ABOUT THIS TASK: Print the lines below exactly as written, with none missing.

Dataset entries

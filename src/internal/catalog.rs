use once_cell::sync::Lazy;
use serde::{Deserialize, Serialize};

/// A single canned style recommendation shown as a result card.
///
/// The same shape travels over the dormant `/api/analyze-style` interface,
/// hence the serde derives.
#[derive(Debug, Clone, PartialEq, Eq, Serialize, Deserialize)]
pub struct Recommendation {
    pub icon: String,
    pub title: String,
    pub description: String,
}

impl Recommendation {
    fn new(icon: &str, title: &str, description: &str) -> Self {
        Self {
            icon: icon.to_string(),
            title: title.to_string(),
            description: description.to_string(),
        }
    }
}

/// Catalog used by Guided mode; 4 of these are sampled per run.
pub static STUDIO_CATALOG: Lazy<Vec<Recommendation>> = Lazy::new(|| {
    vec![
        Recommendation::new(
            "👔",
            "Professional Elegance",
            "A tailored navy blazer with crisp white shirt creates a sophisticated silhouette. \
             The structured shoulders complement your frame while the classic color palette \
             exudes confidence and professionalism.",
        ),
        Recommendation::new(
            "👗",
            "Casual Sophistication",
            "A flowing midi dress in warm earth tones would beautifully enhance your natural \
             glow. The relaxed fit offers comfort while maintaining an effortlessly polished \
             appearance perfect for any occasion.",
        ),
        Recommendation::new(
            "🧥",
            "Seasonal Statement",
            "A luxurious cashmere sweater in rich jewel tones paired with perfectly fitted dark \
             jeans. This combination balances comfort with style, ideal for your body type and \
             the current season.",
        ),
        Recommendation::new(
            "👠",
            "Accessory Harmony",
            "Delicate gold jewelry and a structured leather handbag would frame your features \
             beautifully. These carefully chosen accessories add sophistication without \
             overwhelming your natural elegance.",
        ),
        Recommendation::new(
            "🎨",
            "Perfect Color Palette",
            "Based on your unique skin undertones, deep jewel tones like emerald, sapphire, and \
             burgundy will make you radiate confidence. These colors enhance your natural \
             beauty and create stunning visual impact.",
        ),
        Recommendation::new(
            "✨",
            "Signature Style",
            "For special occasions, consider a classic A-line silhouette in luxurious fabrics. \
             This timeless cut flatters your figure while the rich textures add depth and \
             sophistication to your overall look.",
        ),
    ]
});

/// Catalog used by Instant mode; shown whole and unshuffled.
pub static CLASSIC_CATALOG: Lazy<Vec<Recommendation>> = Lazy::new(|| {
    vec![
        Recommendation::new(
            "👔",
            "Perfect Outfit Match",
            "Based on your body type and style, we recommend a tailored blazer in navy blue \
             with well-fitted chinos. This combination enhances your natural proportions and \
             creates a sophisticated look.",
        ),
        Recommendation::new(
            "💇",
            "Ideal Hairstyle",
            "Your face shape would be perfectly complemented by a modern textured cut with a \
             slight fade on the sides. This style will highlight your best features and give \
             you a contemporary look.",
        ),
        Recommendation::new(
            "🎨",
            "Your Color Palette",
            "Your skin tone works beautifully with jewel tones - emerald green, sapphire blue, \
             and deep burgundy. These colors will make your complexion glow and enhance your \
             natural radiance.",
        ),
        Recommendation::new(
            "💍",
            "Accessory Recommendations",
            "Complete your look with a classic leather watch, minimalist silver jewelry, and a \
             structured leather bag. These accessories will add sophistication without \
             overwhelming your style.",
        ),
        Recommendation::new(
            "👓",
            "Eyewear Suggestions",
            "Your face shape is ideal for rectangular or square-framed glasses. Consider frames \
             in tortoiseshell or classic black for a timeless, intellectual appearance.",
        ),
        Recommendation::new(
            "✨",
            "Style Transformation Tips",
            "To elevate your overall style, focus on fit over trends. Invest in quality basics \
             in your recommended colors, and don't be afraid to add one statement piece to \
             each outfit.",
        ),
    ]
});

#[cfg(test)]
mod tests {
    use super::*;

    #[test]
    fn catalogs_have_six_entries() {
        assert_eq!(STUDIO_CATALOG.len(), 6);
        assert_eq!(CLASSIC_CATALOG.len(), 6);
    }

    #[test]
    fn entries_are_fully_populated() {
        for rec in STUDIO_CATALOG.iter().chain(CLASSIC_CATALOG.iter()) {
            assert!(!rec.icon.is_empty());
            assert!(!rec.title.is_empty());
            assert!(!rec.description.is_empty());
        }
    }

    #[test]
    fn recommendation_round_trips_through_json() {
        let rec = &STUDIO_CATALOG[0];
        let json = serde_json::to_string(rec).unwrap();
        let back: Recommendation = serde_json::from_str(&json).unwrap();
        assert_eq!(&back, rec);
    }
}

EXERCISE RESPONSE:
filename src/internal/catalog.rs
use once_cell::sync::Lazy;
use serde::{Deserialize, Serialize};

/// A single canned style recommendation shown as a result card.
///
/// The same shape travels over the dormant `/api/analyze-style` interface,
/// hence the serde derives.
#[derive(Debug, Clone, PartialEq, Eq, Serialize, Deserialize)]
pub struct Recommendation {
    pub icon: String,
    pub title: String,
    pub description: String,
}

impl Recommendation {
    fn new(icon: &str, title: &str, description: &str) -> Self {
        Self {
            icon: icon.to_string(),
            title: title.to_string(),
            description: description.to_string(),
        }
    }
}

/// Catalog used by Guided mode; 4 of these are sampled per run.
pub static STUDIO_CATALOG: Lazy<Vec<Recommendation>> = Lazy::new(|| {
    vec![
        Recommendation::new(
            "👔",
            "Professional Elegance",
            "A tailored navy blazer with crisp white shirt creates a sophisticated silhouette. \
             The structured shoulders complement your frame while the classic color palette \
             exudes confidence and professionalism.",
        ),
        Recommendation::new(
            "👗",
            "Casual Sophistication",
            "A flowing midi dress in warm earth tones would beautifully enhance your natural \
             glow. The relaxed fit offers comfort while maintaining an effortlessly polished \
             appearance perfect for any occasion.",
        ),
        Recommendation::new(
            "🧥",
            "Seasonal Statement",
            "A luxurious cashmere sweater in rich jewel tones paired with perfectly fitted dark \
             jeans. This combination balances comfort with style, ideal for your body type and \
             the current season.",
        ),
        Recommendation::new(
            "👠",
            "Accessory Harmony",
            "Delicate gold jewelry and a structured leather handbag would frame your features \
             beautifully. These carefully chosen accessories add sophistication without \
             overwhelming your natural elegance.",
        ),
        Recommendation::new(
            "🎨",
            "Perfect Color Palette",
            "Based on your unique skin undertones, deep jewel tones like emerald, sapphire, and \
             burgundy will make you radiate confidence. These colors enhance your natural \
             beauty and create stunning visual impact.",
        ),
        Recommendation::new(
            "✨",
            "Signature Style",
            "For special occasions, consider a classic A-line silhouette in luxurious fabrics. \
             This timeless cut flatters your figure while the rich textures add depth and \
             sophistication to your overall look.",
        ),
    ]
});

/// Catalog used by Instant mode; shown whole and unshuffled.
pub static CLASSIC_CATALOG: Lazy<Vec<Recommendation>> = Lazy::new(|| {
    vec![
        Recommendation::new(
            "👔",
            "Perfect Outfit Match",
            "Based on your body type and style, we recommend a tailored blazer in navy blue \
             with well-fitted chinos. This combination enhances your natural proportions and \
             creates a sophisticated look.",
        ),
        Recommendation::new(
            "💇",
            "Ideal Hairstyle",
            "Your face shape would be perfectly complemented by a modern textured cut with a \
             slight fade on the sides. This style will highlight your best features and give \
             you a contemporary look.",
        ),
        Recommendation::new(
            "🎨",
            "Your Color Palette",
            "Your skin tone works beautifully with jewel tones - emerald green, sapphire blue, \
             and deep burgundy. These colors will make your complexion glow and enhance your \
             natural radiance.",
        ),
        Recommendation::new(
            "💍",
            "Accessory Recommendations",
            "Complete your look with a classic leather watch, minimalist silver jewelry, and a \
             structured leather bag. These accessories will add sophistication without \
             overwhelming your style.",
        ),
        Recommendation::new(
            "👓",
            "Eyewear Suggestions",
            "Your face shape is ideal for rectangular or square-framed glasses. Consider frames \
             in tortoiseshell or classic black for a timeless, intellectual appearance.",
        ),
        Recommendation::new(
            "✨",
            "Style Transformation Tips",
            "To elevate your overall style, focus on fit over trends. Invest in quality basics \
             in your recommended colors, and don't be afraid to add one statement piece to \
             each outfit.",
        ),
    ]
});

#[cfg(test)]
mod tests {
    use super::*;

    #[test]
    fn catalogs_have_six_entries() {
        assert_eq!(STUDIO_CATALOG.len(), 6);
        assert_eq!(CLASSIC_CATALOG.len(), 6);
    }

    #[test]
    fn entries_are_fully_populated() {
        for rec in STUDIO_CATALOG.iter().chain(CLASSIC_CATALOG.iter()) {
            assert!(!rec.icon.is_empty());
            assert!(!rec.title.is_empty());
            assert!(!rec.description.is_empty());
        }
    }

    #[test]
    fn recommendation_round_trips_through_json() {
        let rec = &STUDIO_CATALOG[0];
        let json = serde_json::to_string(rec).unwrap();
        let back: Recommendation = serde_json::from_str(&json).unwrap();
        assert_eq!(&back, rec);
    }
}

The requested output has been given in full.